The mob was allegedly angry over a YouTube video, reportedly produced in the U.S., that defamed the Muslim prophet Muhammad. A similar mob had attacked the U.S. embassy in Cairo, Egypt, earlier in the day, ripping down the American flag.

At this writing, reports were surfacing that Stevens' killers may have links to an Al Qaeda cell still active in eastern Libya. September 11, 2012, was the eleventh anniversary of Al Qaeda's attacks on the World Trade Center and the Pentagon.

Ambassador Stevens

Chris Stevens, 52, had accepted the post of Libyan ambassador in May 2012 as Libya was emerging from the 2011 rebellion that ousted dictator Muammar Qaddafi from his 40 years in power. The United States and NATO had provided air cover and other military help for the opposition. That intervention came after Qaddafi vowed to destroy Benghazi, which had become the rebels' stronghold.

Stevens had a life-long love of Libya and its culture, and he was dedicated to seeing it transition from war to peace. Stevens became America's point-man with opposition leaders during the rebellion, then worked with Libya's transition government.

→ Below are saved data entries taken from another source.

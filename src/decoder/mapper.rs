use std::collections::HashMap;

use alloy::dyn_abi::{DynSolType, DynSolValue, FunctionExt};
use alloy::primitives::Bytes;
use alloy::sol_types::SolCall;
use serde_json::Value;

use super::coerce::FieldKind;
use crate::abis::IMulticall;
use crate::call::{CallDescriptor, ReturnField};
use crate::error::{MulticallError, Result};

/// Decoded `aggregate` response: block number and one blob per call.
#[derive(Clone, Debug, PartialEq)]
pub struct BatchResponse {
    pub block_number: u64,
    pub return_data: Vec<Bytes>,
}

/// Keyed values of a batch.
///
/// `original` holds decoded values, `transformed` the output of each field's
/// transform (or the decoded value when it has none). A key used by several
/// fields keeps the value of the last one.
#[derive(Clone, Debug, Default, PartialEq)]
pub struct AggregateResult {
    pub block_number: u64,
    pub original: HashMap<String, DynSolValue>,
    pub transformed: HashMap<String, DynSolValue>,
}

#[derive(Clone, Debug, Default, PartialEq)]
pub struct AggregateOutput {
    pub results: AggregateResult,
    /// Output key -> arguments of the call that produced it
    pub key_to_arg_map: HashMap<String, Vec<Value>>,
}

/// Per-call decoded values, in call order.
#[derive(Clone, Debug, Default, PartialEq)]
pub struct DecodedBatch {
    pub block_number: u64,
    pub results: Vec<Vec<DynSolValue>>,
}

/// Decode the outer `(uint256, bytes[])` and check one blob came back per call.
pub fn decode_response(data: &[u8], expected_calls: usize) -> Result<BatchResponse> {
    let decoded = IMulticall::aggregateCall::abi_decode_returns(data)
        .map_err(|e| MulticallError::decode("aggregate response", e))?;

    let block_number = u64::try_from(decoded.blockNumber)
        .map_err(|e| MulticallError::decode("block number", e))?;

    if decoded.returnData.len() != expected_calls {
        return Err(MulticallError::ResultCountMismatch {
            expected: expected_calls,
            actual: decoded.returnData.len(),
        });
    }

    Ok(BatchResponse {
        block_number,
        return_data: decoded.returnData,
    })
}

/// Decode one call's return blob against its declared return types.
fn decode_fields(call: &CallDescriptor, data: &[u8]) -> Result<Vec<DynSolValue>> {
    if call.return_types.is_empty() {
        return Ok(Vec::new());
    }

    let decoded = DynSolType::Tuple(call.return_types.clone())
        .abi_decode_params(data)
        .map_err(|e| MulticallError::decode(format!("result of {}", call.method), e))?;

    let values = match decoded {
        DynSolValue::Tuple(values) => values,
        other => vec![other],
    };

    Ok(call
        .return_types
        .iter()
        .zip(values)
        .map(|(ty, value)| FieldKind::from(ty).normalize(value))
        .collect())
}

/// Map a response onto the calls' return keys.
///
/// Decoded values are flattened in call order then field order and paired
/// with the flattened return fields. Nothing is mapped unless both counts
/// agree.
pub fn map_results(calls: &[CallDescriptor], response: BatchResponse) -> Result<AggregateOutput> {
    let mut values = Vec::new();
    for (call, data) in calls.iter().zip(&response.return_data) {
        values.extend(decode_fields(call, data)?);
    }

    let fields: Vec<&ReturnField> = calls.iter().flat_map(|call| &call.returns).collect();
    if fields.len() != values.len() {
        return Err(MulticallError::ResultArityMismatch {
            expected: fields.len(),
            actual: values.len(),
        });
    }

    let mut original = HashMap::with_capacity(fields.len());
    let mut transformed = HashMap::with_capacity(fields.len());
    for (field, value) in fields.into_iter().zip(values) {
        transformed.insert(field.key.clone(), field.apply(&value));
        original.insert(field.key.clone(), value);
    }

    Ok(AggregateOutput {
        results: AggregateResult {
            block_number: response.block_number,
            original,
            transformed,
        },
        key_to_arg_map: key_to_args(calls),
    })
}

fn key_to_args(calls: &[CallDescriptor]) -> HashMap<String, Vec<Value>> {
    let mut map = HashMap::new();

    for call in calls.iter().filter(|c| !c.returns.is_empty() && !c.args.is_empty()) {
        let args = call.arg_values();
        for field in &call.returns {
            map.insert(field.key.clone(), args.clone());
        }
    }

    map
}

/// Decode every blob with its call's own ABI, without flattening or renaming.
///
/// ABI-resolved calls decode through their contract function; signature
/// calls through their declared return types.
pub fn decode_native(calls: &[CallDescriptor], response: BatchResponse) -> Result<DecodedBatch> {
    let results = calls
        .iter()
        .zip(&response.return_data)
        .map(|(call, data)| match &call.function {
            Some(function) => function
                .abi_decode_output(data)
                .map_err(|e| MulticallError::decode(format!("result of {}", call.method), e)),
            None => decode_fields(call, data),
        })
        .collect::<Result<Vec<_>>>()?;

    Ok(DecodedBatch {
        block_number: response.block_number,
        results,
    })
}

President Obama said, "When the Qaddafi regime came to an end, Chris was there to serve as our ambassador to the new Libya, and he worked tirelessly to support this young democracy, and I think both Secretary Clinton and I relied deeply on his knowledge of the situation on the ground there. He was a role model to all who worked with him and to the young diplomats who aspire to walk in his footsteps."

Clinton said that, "Chris Stevens fell in love with the Middle East as a young Peace Corps volunteer teaching English in Morocco. He joined the Foreign Service, learned languages, won friends for America in distant places, and made other people's hopes his own."

She continued, "In the early days of the Libyan revolution, I asked Chris to be our envoy to the rebel opposition. He arrived on a cargo ship in the port of Benghazi and began building our relationships with Libya's revolutionaries. He risked his life to stop a tyrant, then gave his life trying to help build a better Libya."

American Resolve

Both Obama and Clinton delineated between the majority of Libyans who want friendship with the United States and what Clinton called the "small and savage group" that killed the diplomats. She said the U.S. was committed to peace with Libya, but that it would not "rest until those responsible for these attacks are found and brought to justice."

A day after attending 9/11 remembrance ceremonies, Obama said, "No acts of terror will ever shake the resolve of this great nation, alter that character, or eclipse the light of the values that we stand for. Today we mourn four more Americans who represent the very best of the United States of America. We will not waver in our commitment to see that justice is done for this terrible act. And make no mistake, justice will be done."

Stevens is the first U.S. ambassador to die in the line of duty since 1979.